# Controlling people on yard



## t411y (3 February 2013)

I was wondering what people's experiences were in similar situations to mine/what advice they have to offer. At the moment I am away at university but I am lucky enough to have my horse at home, who is shared by someone else, along with my sister's horse and old pony.
Recently a woman from a yard near me came to our yard and asked to keep her horse there as she had no where else to put him (we found out at a later stage she was asked to leave). We agreed and at first everything was fine. However, now she is becoming quite controlling; she will often change what the horses are being fed and the quantities, which worries me as I don't want this to cause issues (colic etc), even though she is not supposed to be feeding our horses at all. She will also continually feed my fat older horse copious amounts of feed, despite being asked not to, and recently while she was on box rest turned her out on an almost daily basis.
I appreciate the help but its starting to get a bit ott when she ignores everything we tell her, and when I'm at home I'm constantly being told I'm doing things wrong/being criticised.
There are several other things that have happened in addition to this but these are the main problems. I was justing wondering if anyone had experienced anything similar and what they did?


----------



## MillionDollar (3 February 2013)

Get rid asap! It's your yard and your horses, and this person shouldn't be making your life a misery.


----------



## Purple18 (3 February 2013)

never been in this situation  but personally i 'd ask her to leave no wonder she was asked to leave somewhere else.


----------



## Gleeful Imp (3 February 2013)

Good grief! Give her notice ASAP and get her off your yard. Dreadful woman!


----------



## Circe (3 February 2013)

Blimey. It's bad enough if your on a livery yard and someone is a pain in the butt. 
What would I do? Get rid of her asap, she sounds like a nut job. 
Kx


----------



## GlamourPuss86 (4 February 2013)

Yup give her notice.
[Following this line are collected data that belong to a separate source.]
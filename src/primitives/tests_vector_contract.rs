// =========================================================================
// FALSIFY-VE: Vector primitives contract (lineal primitives)
//
// References:
//   - element-wise vector algebra identities (commutativity, round-trip)
// =========================================================================

use super::*;

use crate::error::LinealError;

/// FALSIFY-VE-001: Addition is commutative: a + b = b + a
#[test]
fn falsify_ve_001_add_commutative() {
    let a = Vector::from_slice(&[1_i64, -2, 3]);
    let b = Vector::from_slice(&[4_i64, 5, -6]);

    let ab = a.add(&b).expect("equal lengths");
    let ba = b.add(&a).expect("equal lengths");

    assert_eq!(
        ab.as_slice(),
        ba.as_slice(),
        "FALSIFIED VE-001: a+b != b+a"
    );
}

/// FALSIFY-VE-002: Round trip: (a + b) - b = a
#[test]
fn falsify_ve_002_add_sub_round_trip() {
    let a = Vector::from_slice(&[7_i64, 0, -3, 12]);
    let b = Vector::from_slice(&[1_i64, -5, 9, 2]);

    let round = a
        .add(&b)
        .expect("equal lengths")
        .sub(&b)
        .expect("equal lengths");

    assert_eq!(
        round.as_slice(),
        a.as_slice(),
        "FALSIFIED VE-002: (a+b)-b != a"
    );
}

/// FALSIFY-VE-003: Inner product is commutative: dot(a,b) = dot(b,a)
#[test]
fn falsify_ve_003_dot_commutative() {
    let a = Vector::from_slice(&[1_i64, 2, 3]);
    let b = Vector::from_slice(&[4_i64, 5, 6]);

    let ab = a.dot(&b).expect("equal lengths");
    let ba = b.dot(&a).expect("equal lengths");

    assert_eq!(ab, ba, "FALSIFIED VE-003: dot(a,b)={ab} != dot(b,a)={ba}");
}

/// FALSIFY-VE-004: Mismatched lengths fail, never silently truncate
#[test]
fn falsify_ve_004_length_mismatch_rejected() {
    let a = Vector::from_slice(&[1_i64, 2, 3]);
    let b = Vector::from_slice(&[1_i64, 2]);

    for result in [a.add(&b).map(|_| ()), a.sub(&b).map(|_| ()), a.dot(&b).map(|_| ())] {
        let err = result.expect_err("FALSIFIED VE-004: mismatched lengths accepted");
        assert!(
            matches!(err, LinealError::DimensionMismatch { .. }),
            "FALSIFIED VE-004: wrong error kind: {err}"
        );
    }
}

mod ve_proptest_falsify {
    use super::*;
    use proptest::prelude::*;

    fn equal_len_pair() -> impl Strategy<Value = (Vec<i64>, Vec<i64>)> {
        (1usize..8).prop_flat_map(|n| {
            (
                prop::collection::vec(-100_i64..100, n),
                prop::collection::vec(-100_i64..100, n),
            )
        })
    }

    /// FALSIFY-VE-001-prop: commutativity over random equal-length vectors
    proptest! {
        #![proptest_config(ProptestConfig::with_cases(20))]

        #[test]
        fn falsify_ve_001_prop_add_commutative((xs, ys) in equal_len_pair()) {
            let a = Vector::from_slice(&xs);
            let b = Vector::from_slice(&ys);
            let ab = a.add(&b).expect("equal lengths");
            let ba = b.add(&a).expect("equal lengths");
            prop_assert_eq!(
                ab.as_slice(),
                ba.as_slice(),
                "FALSIFIED VE-001-prop: a+b != b+a"
            );
        }
    }

    /// FALSIFY-VE-002-prop: round trip over random equal-length vectors
    proptest! {
        #![proptest_config(ProptestConfig::with_cases(20))]

        #[test]
        fn falsify_ve_002_prop_round_trip((xs, ys) in equal_len_pair()) {
            let a = Vector::from_slice(&xs);
            let b = Vector::from_slice(&ys);
            let round = a
                .add(&b)
                .expect("equal lengths")
                .sub(&b)
                .expect("equal lengths");
            prop_assert_eq!(
                round.as_slice(),
                a.as_slice(),
                "FALSIFIED VE-002-prop: (a+b)-b != a"
            );
        }
    }
}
She sound like she's a danger to the horses welfare


----------



## ghostie (5 February 2013)

Bye bye to the crazy lady!


----------



## CallieAndFrankie (5 February 2013)

Get rid off her its your yard.


----------



## ThreeTB's (5 February 2013)

I can't believe she's still there! If she turned out a horse of mine that was supposed to be on box rest, she wouldn't get the chance to do it again, she'd be gone. If this was happening on a livery yard you might not be able to control the situation, and would probably get advised on this thread to leave - but it's your yard, just give her notice!


----------



## Toast (5 February 2013)

Would've kicked her off long ago!


----------



## Amaranta (8 February 2013)

Get rid


----------